A model and method for analyzing the precision of binary measurement methods based on beta-binomial distributions, and related statistical tests

TL;DR

This paper introduces a beta-binomial based statistical model and methods for analyzing the precision of binary measurement methods across laboratories, including measures of repeatability and reproducibility, with applications in food safety and chemical risk assessment.

Contribution

It presents a novel beta-binomial model for binary measurement precision analysis and proposes new statistical tests for laboratory effects, with unbiased estimates and real-world applications.

Findings

Developed a new beta-binomial model for binary measurement analysis.

Proposed unbiased estimates for repeatability and reproducibility.

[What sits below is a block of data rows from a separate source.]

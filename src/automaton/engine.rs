//! The automaton engine: one serialized driver over state, inputs and effects.

use crate::automaton::config::AutomatonConfig;
use crate::automaton::error::AutomatonError;
use crate::automaton::observe::{Replies, ReplyEvent, States};
use crate::builder::BuildError;
use crate::core::{Input, Reply, State};
use crate::effects::{EffectPool, FailurePolicy, FlattenStrategy};
use crate::mapping::{EffectMapping, Next};
use futures::stream::{BoxStream, Stream, StreamExt};
use serde::{Deserialize, Serialize};
use std::fmt;
use std::sync::atomic::{AtomicBool, Ordering};
use std::sync::Arc;
use tokio::runtime::Handle;
use tokio::sync::{broadcast, watch, Notify};
use tokio::task::JoinHandle;
use tracing::{debug, info, info_span, trace, warn, Instrument};
use uuid::Uuid;

/// Unique identifier of an automaton instance, used to correlate logs.
#[derive(Clone, Copy, Debug, PartialEq, Eq, Hash, Serialize, Deserialize)]
pub struct AutomatonId(Uuid);

impl AutomatonId {
    /// Generate a fresh random id.
    pub fn new() -> Self {
        Self(Uuid::new_v4())
    }

    /// The underlying uuid.
    pub fn as_uuid(&self) -> &Uuid {
        &self.0
    }
}

impl Default for AutomatonId {
    fn default() -> Self {
        Self::new()
    }
}

impl fmt::Display for AutomatonId {
    fn fmt(&self, f: &mut fmt::Formatter<'_>) -> fmt::Result {
        self.0.fmt(f)
    }
}

/// How an automaton's driver stopped, when it did not fail.
#[derive(Clone, Copy, Debug, PartialEq, Eq)]
pub enum Completion {
    /// The input source completed and every effect finished
    Finished,
    /// The automaton was cancelled or its handle was dropped
    Cancelled,
}

/// Shared cancellation flag between the handle and the driver.
#[derive(Debug, Default)]
struct CancelToken {
    cancelled: AtomicBool,
    notify: Notify,
}

impl CancelToken {
    fn cancel(&self) {
        if !self.cancelled.swap(true, Ordering::SeqCst) {
            self.notify.notify_one();
        }
    }

    fn is_cancelled(&self) -> bool {
        self.cancelled.load(Ordering::SeqCst)
    }

    async fn cancelled(&self) {
        if self.is_cancelled() {
            return;
        }
        self.notify.notified().await;
    }
}

/// Handle to a running automaton.
///
/// The automaton owns its current state and processes one input at a time,
/// whether the input arrived from the external source or was fed back by
/// an effect. Every processed input produces one [`Reply`].
///
/// Dropping the handle tears the automaton down: running effects are
/// cancelled and both the reply and state observers end.
///
/// # Example
///
/// ```rust
/// use effect_automaton::automaton::{pipe, Automaton};
/// use effect_automaton::effects::FlattenStrategy;
/// use effect_automaton::mapping::Mapping;
///
/// # #[tokio::main(flavor = "current_thread")]
/// # async fn main() {
/// let (sender, inputs) = pipe::<&str>();
/// let counter = Mapping::new(|count: &i32, input: &&str| match *input {
///     "increment" => Some(count + 1),
///     "decrement" => Some(count - 1),
///     _ => None,
/// });
///
/// let automaton = Automaton::new(0, inputs, counter, FlattenStrategy::Merge).unwrap();
/// let mut replies = automaton.subscribe();
///
/// sender.send("increment").unwrap();
/// let reply = replies.recv().await.unwrap().unwrap();
/// assert_eq!(reply.to_state, Some(1));
/// assert_eq!(automaton.state(), 1);
/// # }
/// ```
pub struct Automaton<S: State, I: Input> {
    id: AutomatonId,
    states: States<S>,
    replies: broadcast::Receiver<ReplyEvent<S, I>>,
    cancel: Arc<CancelToken>,
    driver: Option<JoinHandle<Result<Completion, AutomatonError>>>,
}

impl<S: State, I: Input> Automaton<S, I> {
    /// Start an automaton on the current tokio runtime.
    ///
    /// `mapping` accepts either a [`Mapping`](crate::mapping::Mapping) or an
    /// [`EffectMapping`].
    pub fn new<St, M>(
        initial: S,
        inputs: St,
        mapping: M,
        strategy: FlattenStrategy,
    ) -> Result<Self, BuildError>
    where
        St: Stream<Item = I> + Send + 'static,
        M: Into<EffectMapping<S, I>>,
    {
        Self::with_config(
            initial,
            inputs,
            mapping,
            AutomatonConfig::default().strategy(strategy),
        )
    }

    /// Start an automaton with explicit configuration.
    pub fn with_config<St, M>(
        initial: S,
        inputs: St,
        mapping: M,
        config: AutomatonConfig,
    ) -> Result<Self, BuildError>
    where
        St: Stream<Item = I> + Send + 'static,
        M: Into<EffectMapping<S, I>>,
    {
        config.validate()?;
        let runtime = Handle::try_current().map_err(|_| BuildError::NoRuntime)?;

        let id = AutomatonId::new();
        let (state_tx, state_rx) = watch::channel(initial.clone());
        let (reply_tx, reply_rx) = broadcast::channel(config.reply_capacity);
        let cancel = Arc::new(CancelToken::default());

        let driver = Driver {
            id,
            state: initial,
            mapping: mapping.into(),
            inputs: inputs.boxed(),
            effects: EffectPool::new(config.strategy),
            on_effect_failure: config.on_effect_failure,
            state_tx,
            reply_tx,
            cancel: Arc::clone(&cancel),
        };

        let span = info_span!(
            "automaton",
            id = %id,
            name = config.name.as_deref().unwrap_or_default()
        );
        let handle = runtime.spawn(driver.run().instrument(span));

        Ok(Self {
            id,
            states: States::new(state_rx),
            replies: reply_rx,
            cancel,
            driver: Some(handle),
        })
    }

    /// This automaton's id.
    pub fn id(&self) -> AutomatonId {
        self.id
    }

    /// The current state.
    pub fn state(&self) -> S {
        self.states.current()
    }

    /// Observe the current state and its changes.
    pub fn states(&self) -> States<S> {
        self.states.clone()
    }

    /// Observe replies emitted from now on.
    pub fn subscribe(&self) -> Replies<S, I> {
        Replies::new(self.replies.resubscribe())
    }

    /// Tear the automaton down.
    ///
    /// Running effects are cancelled, inputs that have not been processed
    /// yet are dropped and both observers end. Idempotent.
    pub fn cancel(&self) {
        self.cancel.cancel();
    }

    /// Whether the driver has stopped.
    pub fn is_finished(&self) -> bool {
        self.driver
            .as_ref()
            .map_or(true, |driver| driver.is_finished())
    }

    /// Wait for the automaton to stop.
    ///
    /// Resolves once the input source has completed and every effect has
    /// finished, after [`cancel`](Self::cancel), or with the error of a
    /// failed effect.
    pub async fn join(mut self) -> Result<Completion, AutomatonError> {
        let Some(driver) = self.driver.take() else {
            return Ok(Completion::Cancelled);
        };
        match driver.await {
            Ok(outcome) => outcome,
            Err(err) => Err(AutomatonError::DriverAborted(err.to_string())),
        }
    }
}

impl<S: State, I: Input> Drop for Automaton<S, I> {
    fn drop(&mut self) {
        self.cancel.cancel();
    }
}

impl<S: State, I: Input> fmt::Debug for Automaton<S, I> {
    fn fmt(&self, f: &mut fmt::Formatter<'_>) -> fmt::Result {
        f.debug_struct("Automaton")
            .field("id", &self.id)
            .field("state", &self.state())
            .field("finished", &self.is_finished())
            .finish()
    }
}

/// Effect inputs resolved in a row before the driver yields to the runtime
/// and lets one external input through.
const FEEDBACK_BURST: usize = 64;

/// The single task that owns the state and resolves every input.
struct Driver<S: State, I: Input> {
    id: AutomatonId,
    state: S,
    mapping: EffectMapping<S, I>,
    inputs: BoxStream<'static, I>,
    effects: EffectPool<I>,
    on_effect_failure: FailurePolicy,
    state_tx: watch::Sender<S>,
    reply_tx: broadcast::Sender<ReplyEvent<S, I>>,
    cancel: Arc<CancelToken>,
}

impl<S: State, I: Input> Driver<S, I> {
    /// Resolve inputs until the source completes with no effect left, the
    /// automaton is cancelled, or an effect fails under `Terminate`.
    ///
    /// Inputs are ordered by poll order, not arrival order: whenever both
    /// are ready, fed-back effect inputs win over external ones. After
    /// [`FEEDBACK_BURST`] consecutive effect inputs the driver yields and
    /// then takes at most one ready external input, so an effect that is
    /// always ready can neither block teardown nor starve the source.
    async fn run(mut self) -> Result<Completion, AutomatonError> {
        info!(
            "Automaton {} started in {} ({:?} strategy)",
            self.id,
            self.state.name(),
            self.effects.strategy()
        );

        let mut inputs_open = true;
        let mut burst = 0;
        let outcome = loop {
            if burst >= FEEDBACK_BURST {
                burst = 0;
                tokio::task::yield_now().await;
                if inputs_open && !self.cancel.is_cancelled() {
                    match futures::FutureExt::now_or_never(self.inputs.next()) {
                        Some(Some(input)) => self.step(input),
                        Some(None) => inputs_open = false,
                        None => {}
                    }
                }
            }
            if self.cancel.is_cancelled() {
                break Ok(Completion::Cancelled);
            }
            if !inputs_open && self.effects.is_idle() {
                break Ok(Completion::Finished);
            }

            tokio::select! {
                biased;

                _ = self.cancel.cancelled() => {
                    break Ok(Completion::Cancelled);
                }

                fed = self.effects.next(), if !self.effects.is_idle() => {
                    match fed {
                        Some(Ok(input)) => {
                            burst += 1;
                            self.step(input);
                        }
                        Some(Err(error)) => match self.on_effect_failure {
                            FailurePolicy::Terminate => break Err(self.fail(error)),
                            FailurePolicy::Isolate => {
                                warn!("Automaton {}: effect failed, dropping it: {:#}", self.id, error);
                            }
                        },
                        None => {}
                    }
                }

                next = self.inputs.next(), if inputs_open => {
                    burst = 0;
                    match next {
                        Some(input) => self.step(input),
                        None => {
                            debug!(
                                "Automaton {}: input source completed, {} effect(s) pending",
                                self.id,
                                self.effects.len()
                            );
                            inputs_open = false;
                        }
                    }
                }
            }
        };

        let abandoned = self.effects.len();
        self.effects.clear();
        match &outcome {
            Ok(Completion::Finished) => {
                info!("Automaton {} finished in {}", self.id, self.state.name());
            }
            Ok(Completion::Cancelled) => {
                info!(
                    "Automaton {} cancelled in {}, {} effect(s) dropped",
                    self.id,
                    self.state.name(),
                    abandoned
                );
            }
            Err(error) => {
                warn!("Automaton {} stopped: {}", self.id, error);
            }
        }
        outcome
    }

    /// Resolve one input against the current state.
    fn step(&mut self, input: I) {
        if self.cancel.is_cancelled() {
            trace!("Automaton {}: dropping {:?} after cancellation", self.id, input);
            return;
        }

        let from = self.state.clone();
        match self.mapping.apply(&from, &input) {
            Some(Next { state, effect }) => {
                debug!(
                    "Automaton {}: {:?} moved {} -> {}",
                    self.id,
                    input,
                    from.name(),
                    state.name()
                );
                self.state = state.clone();
                self.state_tx.send_replace(state.clone());
                self.publish(Reply::new(input, from, Some(state)));

                if let Some(effect) = effect {
                    if self.effects.push(effect) {
                        debug!("Automaton {}: superseded running effect", self.id);
                    }
                }
            }
            None => {
                debug!(
                    "Automaton {}: no transition for {:?} in {}",
                    self.id,
                    input,
                    from.name()
                );
                self.publish(Reply::new(input, from, None));
            }
        }
    }

    fn publish(&self, reply: Reply<S, I>) {
        // No receivers only happens once the handle is gone.
        let _ = self.reply_tx.send(Ok(reply));
    }

    fn fail(&self, error: anyhow::Error) -> AutomatonError {
        let error = AutomatonError::EffectFailed(Arc::new(error));
        let _ = self.reply_tx.send(Err(error.clone()));
        error
    }
}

Applied methods successfully to food safety and chemical risk data.

Abstract

This study developed a new statistical model and method for analyzing the precision of binary measurement methods from collaborative studies. The model is based on beta-binomial distributions. In other words, it assumes that the sensitivity of each laboratory obeys a beta distribution, and the binary measured values under a given sensitivity follow a binomial distribution. We propose the key precision measures of repeatability and reproducibility for the model, and provide their unbiased estimates. Further, through consideration of a number of statistical test methods for homogeneity of proportions, we propose appropriate methods for determining laboratory effects in the new model. Finally, we apply the results to real-world examples in the fields of food safety and chemical risk assessment and management.